▶ TASK OBJECTIVE:
Restate the records in their entirety, word for word.

******************************

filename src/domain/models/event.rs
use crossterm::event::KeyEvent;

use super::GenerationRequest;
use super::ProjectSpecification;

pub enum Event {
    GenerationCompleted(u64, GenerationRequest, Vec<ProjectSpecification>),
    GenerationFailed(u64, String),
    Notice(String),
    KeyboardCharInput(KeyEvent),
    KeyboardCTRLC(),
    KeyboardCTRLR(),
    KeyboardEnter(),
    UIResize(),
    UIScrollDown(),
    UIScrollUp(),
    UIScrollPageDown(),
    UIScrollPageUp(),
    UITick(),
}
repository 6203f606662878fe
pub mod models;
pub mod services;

******************************

▶ ANSWER TO THIS PROBLEM:
filename src/domain/models/event.rs
use crossterm::event::KeyEvent;

use super::GenerationRequest;
use super::ProjectSpecification;

pub enum Event {
    GenerationCompleted(u64, GenerationRequest, Vec<ProjectSpecification>),
    GenerationFailed(u64, String),
    Notice(String),
    KeyboardCharInput(KeyEvent),
    KeyboardCTRLC(),
    KeyboardCTRLR(),
    KeyboardEnter(),
    UIResize(),
    UIScrollDown(),
    UIScrollUp(),
    UIScrollPageDown(),
    UIScrollPageUp(),
    UITick(),
}
repository 6203f606662878fe
pub mod models;
pub mod services;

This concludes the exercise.